Arrowsic ♣ 2011 « On a couché ensemble deux fois… & je n’sais rien de toi… » Mes doigts vagabondent sur sa poitrine nue & s’amusent sur leurs bouts encore durcis d’excitation. Mon regard se plonge enfin dans le sien & j’esquisse un sourire narquois. Est-elle certaine de vouloir me connaitre ? Je n’ai que quelques mots à prononcer… juste une phrase… & elle risque de s’échapper sans même prendre le temps de se retourner. Mes aveux effraient. Quoi de plus normal ? Tendrement, j’appuie ma tempe contre mon poing. & je la fixe sans ciller. Elle est si belle. De longs cheveux châtains, décoiffés & plaqués à ses tempes trempées. De grands yeux noisette & une bouche magnifiquement dessinée – au point d’éveiller mes désirs les plus obscènes. Ses jambes encore écartées. Ses jambes, que j’ai malmenées durant plusieurs minutes. Ses jambes, que j’ai griffées sans ménagement. Son entrejambes luisant de désir. J’entends sa respiration haletante. Bordel, je n’ai pas été tendre avec elle. Ses seins portent encore la marque de mes paumes désireuses, ou de mes dents intransigeantes. Tout comme son cou d’ailleurs… & certainement ses adorables pommes. La garce joue. Ses attentions glissent dans mes cheveux & parcourent mon torse. Je ne mérite pas tant de tendresse.

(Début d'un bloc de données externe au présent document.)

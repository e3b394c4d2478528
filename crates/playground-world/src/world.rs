//! The bounded rectangular world: extent, static obstacles, resource nodes
//! and weather.
//!
//! The world never changes size after construction. Obstacles are static;
//! resource nodes change only through [`World::harvest`] during a tick and
//! [`World::regenerate_resources`] between ticks. Agents are not stored
//! here; their positions are indexed separately by the spatial grid.

use std::collections::BTreeMap;

use playground_types::{
    Obstacle, ObstacleId, ResourceId, ResourceNode, Vec2, Weather, WorldSnapshot,
};
use rand::Rng;
use serde::{Deserialize, Serialize};
use tracing::debug;

use crate::environment::WeatherSystem;
use crate::error::WorldError;
use crate::resource;

/// Attempts made by [`World::random_valid_position`] before falling back to
/// the world center.
pub const PLACEMENT_ATTEMPTS: u32 = 100;

/// Aggregate environment figures for monitoring.
#[derive(Debug, Clone, Copy, PartialEq, Serialize, Deserialize)]
pub struct WorldStats {
    /// Number of obstacles.
    pub obstacles: usize,
    /// Number of resource nodes.
    pub resources: usize,
    /// Energy currently held by all nodes.
    pub resource_energy: f64,
    /// Combined node capacity.
    pub resource_capacity: f64,
}

/// The simulation environment.
#[derive(Debug, Clone)]
pub struct World {
    /// Extent along x.
    width: f64,
    /// Extent along y.
    height: f64,
    /// Spatial grid cell edge length, validated against the extent.
    cell_size: f64,
    /// Static obstacles by id.
    obstacles: BTreeMap<ObstacleId, Obstacle>,
    /// Resource nodes by id.
    resources: BTreeMap<ResourceId, ResourceNode>,
    /// Weather state and drift rules.
    weather: WeatherSystem,
    /// Next obstacle id to hand out.
    next_obstacle: ObstacleId,
    /// Next resource id to hand out.
    next_resource: ResourceId,
}

impl World {
    /// Create an empty world.
    ///
    /// # Errors
    ///
    /// Returns [`WorldError::InvalidBounds`] or [`WorldError::InvalidCellSize`]
    /// when [`validate_extent`] rejects the dimensions.
    pub fn new(width: f64, height: f64, cell_size: f64, weather: WeatherSystem) -> Result<Self, WorldError> {
        validate_extent(width, height, cell_size)?;
        Ok(Self {
            width,
            height,
            cell_size,
            obstacles: BTreeMap::new(),
            resources: BTreeMap::new(),
            weather,
            next_obstacle: ObstacleId::FIRST,
            next_resource: ResourceId::FIRST,
        })
    }

    /// Extent along x.
    pub const fn width(&self) -> f64 {
        self.width
    }

    /// Extent along y.
    pub const fn height(&self) -> f64 {
        self.height
    }

    /// Spatial grid cell size this world was validated with.
    pub const fn cell_size(&self) -> f64 {
        self.cell_size
    }

    /// The world center.
    pub fn center(&self) -> Vec2 {
        Vec2::new(self.width * 0.5, self.height * 0.5)
    }

    /// Total area.
    pub fn area(&self) -> f64 {
        self.width * self.height
    }

    /// Whether `position` lies inside `[0, width] x [0, height]`.
    pub fn contains(&self, position: Vec2) -> bool {
        position.is_finite()
            && (0.0..=self.width).contains(&position.x)
            && (0.0..=self.height).contains(&position.y)
    }

    /// Clamp `position` into the world.
    pub fn clamp(&self, position: Vec2) -> Vec2 {
        position.clamp(Vec2::ZERO, Vec2::new(self.width, self.height))
    }

    /// Current weather.
    pub const fn weather(&self) -> Weather {
        self.weather.current()
    }

    /// The weather system.
    pub const fn weather_system(&self) -> &WeatherSystem {
        &self.weather
    }

    /// Advance the weather for `tick`.
    pub fn drift_weather(&mut self, tick: u64) -> Weather {
        self.weather.drift(tick)
    }

    // -----------------------------------------------------------------------
    // Features
    // -----------------------------------------------------------------------

    /// Place a static obstacle.
    ///
    /// # Errors
    ///
    /// Returns [`WorldError::InvalidFeature`] if the center lies outside the
    /// world or the radius is not positive, or [`WorldError::IdOverflow`].
    pub fn add_obstacle(&mut self, position: Vec2, radius: f64, hardness: f64) -> Result<ObstacleId, WorldError> {
        self.check_feature(position, radius)?;
        let id = self.next_obstacle;
        self.next_obstacle = id.next().ok_or(WorldError::IdOverflow)?;
        self.obstacles.insert(
            id,
            Obstacle {
                id,
                position,
                radius,
                hardness: if hardness.is_finite() { hardness.clamp(0.0, 1.0) } else { 1.0 },
            },
        );
        debug!(obstacle_id = %id, x = position.x, y = position.y, radius, "Obstacle placed");
        Ok(id)
    }

    /// Place a resource node holding `energy` (capped at `capacity`).
    ///
    /// # Errors
    ///
    /// Returns [`WorldError::InvalidFeature`] for a center outside the world,
    /// a non-positive radius or negative amounts, or [`WorldError::IdOverflow`].
    pub fn add_resource(
        &mut self,
        position: Vec2,
        radius: f64,
        energy: f64,
        capacity: f64,
        regen_rate: f64,
    ) -> Result<ResourceId, WorldError> {
        self.check_feature(position, radius)?;
        let amounts_valid = [energy, capacity, regen_rate]
            .iter()
            .all(|value| value.is_finite() && *value >= 0.0);
        if !amounts_valid {
            return Err(WorldError::InvalidFeature {
                reason: format!(
                    "resource amounts must be finite and non-negative (energy {energy}, capacity {capacity}, regen {regen_rate})"
                ),
            });
        }
        let id = self.next_resource;
        self.next_resource = id.next().ok_or(WorldError::IdOverflow)?;
        self.resources.insert(
            id,
            ResourceNode {
                id,
                position,
                radius,
                energy: energy.min(capacity),
                capacity,
                regen_rate,
            },
        );
        debug!(resource_id = %id, x = position.x, y = position.y, radius, energy, "Resource placed");
        Ok(id)
    }

    /// Look up an obstacle.
    pub fn obstacle(&self, id: ObstacleId) -> Option<&Obstacle> {
        self.obstacles.get(&id)
    }

    /// Look up a resource node.
    pub fn resource(&self, id: ResourceId) -> Option<&ResourceNode> {
        self.resources.get(&id)
    }

    /// All obstacles, ascending by id.
    pub fn obstacles(&self) -> impl Iterator<Item = &Obstacle> {
        self.obstacles.values()
    }

    /// All resource nodes, ascending by id.
    pub fn resources(&self) -> impl Iterator<Item = &ResourceNode> {
        self.resources.values()
    }

    /// Obstacles whose surface is within `range` of `position`.
    pub fn obstacles_near(&self, position: Vec2, range: f64) -> impl Iterator<Item = &Obstacle> {
        self.obstacles
            .values()
            .filter(move |o| o.position.distance(position) - o.radius <= range)
    }

    /// Resource nodes whose edge is within `range` of `position`.
    pub fn resources_near(&self, position: Vec2, range: f64) -> impl Iterator<Item = &ResourceNode> {
        self.resources
            .values()
            .filter(move |r| r.position.distance(position) - r.radius <= range)
    }

    /// Take up to `requested` energy from a node.
    ///
    /// # Errors
    ///
    /// Returns [`WorldError::ResourceNotFound`] or
    /// [`WorldError::ResourceExhausted`].
    pub fn harvest(&mut self, id: ResourceId, requested: f64) -> Result<f64, WorldError> {
        let node = self
            .resources
            .get_mut(&id)
            .ok_or(WorldError::ResourceNotFound(id))?;
        resource::harvest(node, requested)
    }

    /// Regenerate every node by `dt` seconds; returns the total energy added.
    pub fn regenerate_resources(&mut self, dt: f64) -> f64 {
        self.resources
            .values_mut()
            .map(|node| resource::regenerate(node, dt))
            .sum()
    }

    // -----------------------------------------------------------------------
    // Placement
    // -----------------------------------------------------------------------

    /// Whether an agent could stand at `position`: inside the world and at
    /// least `margin` away from every obstacle surface.
    pub fn is_position_valid(&self, position: Vec2, margin: f64) -> bool {
        self.contains(position)
            && self
                .obstacles
                .values()
                .all(|o| o.position.distance(position) >= o.radius + margin)
    }

    /// Sample a valid position, falling back to the world center after
    /// [`PLACEMENT_ATTEMPTS`] misses.
    pub fn random_valid_position<R: Rng + ?Sized>(&self, rng: &mut R, margin: f64) -> Vec2 {
        for _ in 0..PLACEMENT_ATTEMPTS {
            let candidate = Vec2::new(
                rng.random_range(0.0..=self.width),
                rng.random_range(0.0..=self.height),
            );
            if self.is_position_valid(candidate, margin) {
                return candidate;
            }
        }
        self.center()
    }

    // -----------------------------------------------------------------------
    // Views
    // -----------------------------------------------------------------------

    /// By-value copy of the environment.
    pub fn snapshot(&self, tick: u64, elapsed: f64) -> WorldSnapshot {
        WorldSnapshot {
            tick,
            elapsed,
            width: self.width,
            height: self.height,
            weather: self.weather.current(),
            obstacles: self.obstacles.values().copied().collect(),
            resources: self.resources.values().copied().collect(),
        }
    }

    /// Aggregate figures.
    pub fn stats(&self) -> WorldStats {
        WorldStats {
            obstacles: self.obstacles.len(),
            resources: self.resources.len(),
            resource_energy: self.resources.values().map(|r| r.energy).sum(),
            resource_capacity: self.resources.values().map(|r| r.capacity).sum(),
        }
    }

    /// Shared validation for feature placement.
    fn check_feature(&self, position: Vec2, radius: f64) -> Result<(), WorldError> {
        if !self.contains(position) {
            return Err(WorldError::InvalidFeature {
                reason: format!("center {position} lies outside the world"),
            });
        }
        if !radius.is_finite() || radius <= 0.0 {
            return Err(WorldError::InvalidFeature {
                reason: format!("radius {radius} must be positive"),
            });
        }
        Ok(())
    }
}

/// Validate world dimensions against the grid cell size.
///
/// Width and height must be positive and finite, and the cell size must
/// satisfy `0 < cell_size <= min(width, height) / 2`.
///
/// # Errors
///
/// Returns [`WorldError::InvalidBounds`] or [`WorldError::InvalidCellSize`].
pub fn validate_extent(width: f64, height: f64, cell_size: f64) -> Result<(), WorldError> {
    let dims_valid = width.is_finite() && height.is_finite() && width > 0.0 && height > 0.0;
    if !dims_valid {
        return Err(WorldError::InvalidBounds { width, height });
    }
    let cell_valid = cell_size.is_finite() && cell_size > 0.0 && cell_size <= width.min(height) * 0.5;
    if !cell_valid {
        return Err(WorldError::InvalidCellSize {
            cell_size,
            width,
            height,
        });
    }
    Ok(())
}

#[cfg(test)]
#[allow(clippy::unwrap_used)]
mod tests {
    use rand::SeedableRng;
    use rand_chacha::ChaCha8Rng;

    use super::*;
    use crate::environment::WeatherParams;

    fn world() -> World {
        World::new(100.0, 80.0, 10.0, WeatherSystem::new(1, WeatherParams::default())).unwrap()
    }

    #[test]
    fn rejects_bad_extent() {
        assert!(validate_extent(0.0, 10.0, 1.0).is_err());
        assert!(validate_extent(10.0, f64::INFINITY, 1.0).is_err());
        assert!(validate_extent(100.0, 80.0, 41.0).is_err());
        assert!(validate_extent(100.0, 80.0, 40.0).is_ok());
        assert!(validate_extent(100.0, 80.0, 0.0).is_err());
    }

    #[test]
    fn clamp_pulls_points_inside() {
        let w = world();
        assert_eq!(w.clamp(Vec2::new(-3.0, 90.0)), Vec2::new(0.0, 80.0));
        assert!(w.contains(Vec2::new(100.0, 0.0)));
        assert!(!w.contains(Vec2::new(100.1, 0.0)));
    }

    #[test]
    fn ids_are_sequential() {
        let mut w = world();
        let a = w.add_obstacle(Vec2::new(10.0, 10.0), 2.0, 1.0).unwrap();
        let b = w.add_obstacle(Vec2::new(20.0, 10.0), 2.0, 1.0).unwrap();
        assert_eq!(a, ObstacleId(1));
        assert_eq!(b, ObstacleId(2));
    }

    #[test]
    fn features_outside_are_rejected() {
        let mut w = world();
        assert!(w.add_obstacle(Vec2::new(-1.0, 10.0), 2.0, 1.0).is_err());
        assert!(w.add_resource(Vec2::new(5.0, 5.0), 0.0, 1.0, 1.0, 0.0).is_err());
        assert!(w.add_resource(Vec2::new(5.0, 5.0), 3.0, -1.0, 1.0, 0.0).is_err());
    }

    #[test]
    fn position_inside_obstacle_is_invalid() {
        let mut w = world();
        w.add_obstacle(Vec2::new(50.0, 40.0), 5.0, 1.0).unwrap();
        assert!(!w.is_position_valid(Vec2::new(52.0, 40.0), 0.0));
        assert!(!w.is_position_valid(Vec2::new(56.0, 40.0), 2.0));
        assert!(w.is_position_valid(Vec2::new(60.0, 40.0), 2.0));
    }

    #[test]
    fn random_position_avoids_obstacles() {
        let mut w = world();
        w.add_obstacle(Vec2::new(50.0, 40.0), 30.0, 1.0).unwrap();
        let mut rng = ChaCha8Rng::seed_from_u64(11);
        for _ in 0..50 {
            let p = w.random_valid_position(&mut rng, 1.0);
            assert!(w.is_position_valid(p, 1.0) || p == w.center());
        }
    }

    #[test]
    fn near_queries_measure_to_surface() {
        let mut w = world();
        w.add_obstacle(Vec2::new(50.0, 40.0), 5.0, 1.0).unwrap();
        w.add_resource(Vec2::new(10.0, 10.0), 4.0, 10.0, 20.0, 0.1).unwrap();
        assert_eq!(w.obstacles_near(Vec2::new(60.0, 40.0), 5.0).count(), 1);
        assert_eq!(w.obstacles_near(Vec2::new(60.0, 40.0), 4.9).count(), 0);
        assert_eq!(w.resources_near(Vec2::new(10.0, 20.0), 6.0).count(), 1);
    }

    #[test]
    fn harvest_and_regenerate() {
        let mut w = world();
        let id = w.add_resource(Vec2::new(10.0, 10.0), 4.0, 10.0, 20.0, 1.0).unwrap();
        let taken = w.harvest(id, 4.0).unwrap();
        assert!((taken - 4.0).abs() < f64::EPSILON);
        let added = w.regenerate_resources(2.0);
        assert!((added - 2.0).abs() < 1e-12);
        assert!((w.resource(id).unwrap().energy - 8.0).abs() < 1e-12);
        assert!(matches!(
            w.harvest(ResourceId(99), 1.0),
            Err(WorldError::ResourceNotFound(ResourceId(99)))
        ));
    }

    #[test]
    fn snapshot_copies_features() {
        let mut w = world();
        w.add_obstacle(Vec2::new(50.0, 40.0), 5.0, 0.8).unwrap();
        let snap = w.snapshot(3, 0.3);
        assert_eq!(snap.tick, 3);
        assert_eq!(snap.obstacles.len(), 1);
        assert!(snap.resources.is_empty());
        assert_eq!(w.stats().obstacles, 1);
    }
}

« J’suis Blake, j’ai trente-six ans. J’viens de New-York. J’suis provisoirement coach sportif & j’ai accessoirement fait d’la taule pour avoir frappé ma copine »Honnêtement, t’en connais beaucoup des gens qui accepteraient de faire partie de ta vie après un tel aveu ? Ici à Arrowsic, les rumeurs vont bon train. Parfois, les regards s’posent sur toi. Parfois, tu t’sens comme un lion en cage. Une bête de foire, en somme. Puis il y a des paroles horribles qui frôlent tes oreilles. Tu ne seras jamais tranquille de toute façon, il faut te rendre à l’évidence. Chaque rumeur excite & attise la curiosité. Mais merde, tu te sens capable de réagir face à des ❝ C’est lui… t’sais, qu’a frappé une gamine. Si tu veux mon avis, ne l'approche pas. ❞ ?! T’as les couilles de l’faire, mais t’n’as sûrement pas envie d’envenimer les choses. Alors tu te tais & tu espères qu’un jour la page se tournera & s’ouvrira sur un nouveau chapitre. Ton crime est & restera toujours en toi. & certainement dans les mémoires. Pourtant, t’es un type bien au fond. Un peu ronchon & bourru. Un peu sec & solitaire. Impulsif & autoritaire. Tu n’y peux rien. Une putain d’erreur a suffi malheureusement a effacé tes qualités. Personne ne les remarque. Ou plutôt : tout le monde refuse de les voir. Jusqu'à c'que tu crèves, tu seras Blake, l’enfoiré qui a osé lever la main sur une femme.